Thursday, August 29, 2019

Candidate JEPs: Records and Sealed Types

Mark Reinhold announced two new closely related candidate JDK Enhancement Proposals (JEPs) on the OpenJDK amber-dev mailing list this week with the posts "New candidate JEP: 359: Records (Preview)" and "New candidate JEP: 360: Sealed Types (Preview)." Both of these candidate JEPs are "preview features" (defined by JEP 12).

JEP 359: Records (Preview)

The JEP 359 "Summary" states, "Enhance the Java programming language with records. Records provide a compact syntax for declaring classes which are transparent holders for shallowly immutable data."

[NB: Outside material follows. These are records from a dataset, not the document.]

//! Utility functions for common operations.

/// Format a countdown as days, hours and minutes ("6d 23h 59m")
pub fn format_time_left(seconds: u64) -> String {
    let days = seconds / (3600 * 24);
    let hours = (seconds % (3600 * 24)) / 3600;
    let mins = (seconds % 3600) / 60;
    format!("{}d {}h {}m", days, hours, mins)
}

#[cfg(test)]
mod tests {
    use super::*;

    #[test]
    fn test_format_time_left_zero() {
        assert_eq!(format_time_left(0), "0d 0h 0m");
    }

    #[test]
    fn test_format_time_left_full_window() {
        assert_eq!(format_time_left(604_800), "7d 0h 0m");
    }

    #[test]
    fn test_format_time_left_after_one_tick() {
        assert_eq!(format_time_left(604_740), "6d 23h 59m");
    }

    #[test]
    fn test_format_time_left_drops_seconds() {
        assert_eq!(format_time_left(3_661), "0d 1h 1m");
        assert_eq!(format_time_left(59), "0d 0h 0m");
    }
}
//! Process modelling view and diagram pane rendering

use ratatui::{prelude::*, widgets::Paragraph};

use super::helpers::card_block;
use crate::content::{DIAGRAM_CURRENT_STATE_ID, DIAGRAM_FUTURE_STATE_ID};
use crate::diagram::{DiagramLine, DiagramRenderer, PaneOutput, SegmentKind, RENDER_ERROR_TEXT};
use crate::theme::{
    AMBER_WARNING, BLUE_INFO, GREEN_SUCCESS, INDIGO_PRIMARY, RED_ERROR, TEXT_MUTED, TEXT_PRIMARY,
    TEXT_SECONDARY,
};

pub const CURRENT_STATE_TITLE: &str = "Current State: Manual Dispute Handling";
pub const FUTURE_STATE_TITLE: &str = "Future State: Auto-Approval Workflow";

fn segment_style(kind: SegmentKind) -> Style {
    match kind {
        SegmentKind::Node => Style::default()
            .fg(TEXT_PRIMARY)
            .add_modifier(Modifier::BOLD),
        SegmentKind::Participant => Style::default()
            .fg(INDIGO_PRIMARY)
            .add_modifier(Modifier::BOLD),
        SegmentKind::Connector => Style::default().fg(TEXT_MUTED),
        SegmentKind::EdgeLabel => Style::default().fg(AMBER_WARNING),
        SegmentKind::Message => Style::default().fg(TEXT_PRIMARY),
        SegmentKind::Block => Style::default().fg(BLUE_INFO),
        SegmentKind::Note => Style::default().fg(GREEN_SUCCESS),
        SegmentKind::Text => Style::default().fg(TEXT_SECONDARY),
    }
}

/// Style a rendered diagram line; `style` directives override the palette
pub fn diagram_line(line: &DiagramLine) -> Line<'static> {
    let mut spans = Vec::with_capacity(line.segments.len() + 1);
    if line.indent > 0 {
        spans.push(Span::raw(" ".repeat(line.indent * 2)));
    }
    for segment in &line.segments {
        let mut style = segment_style(segment.kind);
        if let Some((r, g, b)) = segment.stroke {
            style = style.fg(Color::Rgb(r, g, b));
        }
        spans.push(Span::styled(segment.text.clone(), style));
    }
    Line::from(spans)
}

/// Lines a diagram container shows for its current output
pub fn pane_lines(output: &PaneOutput) -> Vec<Line<'static>> {
    match output {
        PaneOutput::Empty => Vec::new(),
        PaneOutput::Rendering => vec![Line::from(Span::styled(
            "Rendering…",
            Style::default()
                .fg(TEXT_MUTED)
                .add_modifier(Modifier::ITALIC),
        ))],
        PaneOutput::Rendered(diagram) => diagram.lines.iter().map(diagram_line).collect(),
        PaneOutput::Failed => vec![Line::from(Span::styled(
            RENDER_ERROR_TEXT,
            Style::default().fg(RED_ERROR),
        ))],
    }
}

pub fn render_diagram_pane(
    area: Rect,
    title: &str,
    output: &PaneOutput,
    scroll: u16,
    frame: &mut Frame,
) {
    let paragraph = Paragraph::new(pane_lines(output))
        .block(card_block(title))
        .scroll((scroll, 0));
    frame.render_widget(paragraph, area);
}

pub fn render_process(area: Rect, diagrams: &DiagramRenderer, scroll: u16, frame: &mut Frame) {
    let panes = Layout::default()
        .direction(Direction::Horizontal)
        .constraints([Constraint::Percentage(50), Constraint::Percentage(50)])
        .split(area);

    render_diagram_pane(
        panes[0],
        CURRENT_STATE_TITLE,
        diagrams.output(DIAGRAM_CURRENT_STATE_ID),
        scroll,
        frame,
    );
    render_diagram_pane(
        panes[1],
        FUTURE_STATE_TITLE,
        diagrams.output(DIAGRAM_FUTURE_STATE_ID),
        scroll,
        frame,
    );
}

The "Motivations and Goals" section of JEP 359 explains how records would benefit Java developers. That section begins by stating that "it is a common complaint that 'Java is too verbose' or has too much 'ceremony" and explaining that "some of the worst offenders are classes that are nothing more than plain 'data carriers' that serve as simple aggregates." This section also states that records are intended to be more than mere "boilerplate reduction" and that they "should be easy, clear, and concise to declare shallowly-immutable, well-behaved nominal data aggregates." In short, the stated driving goal of JEP 359 is to "model data as data."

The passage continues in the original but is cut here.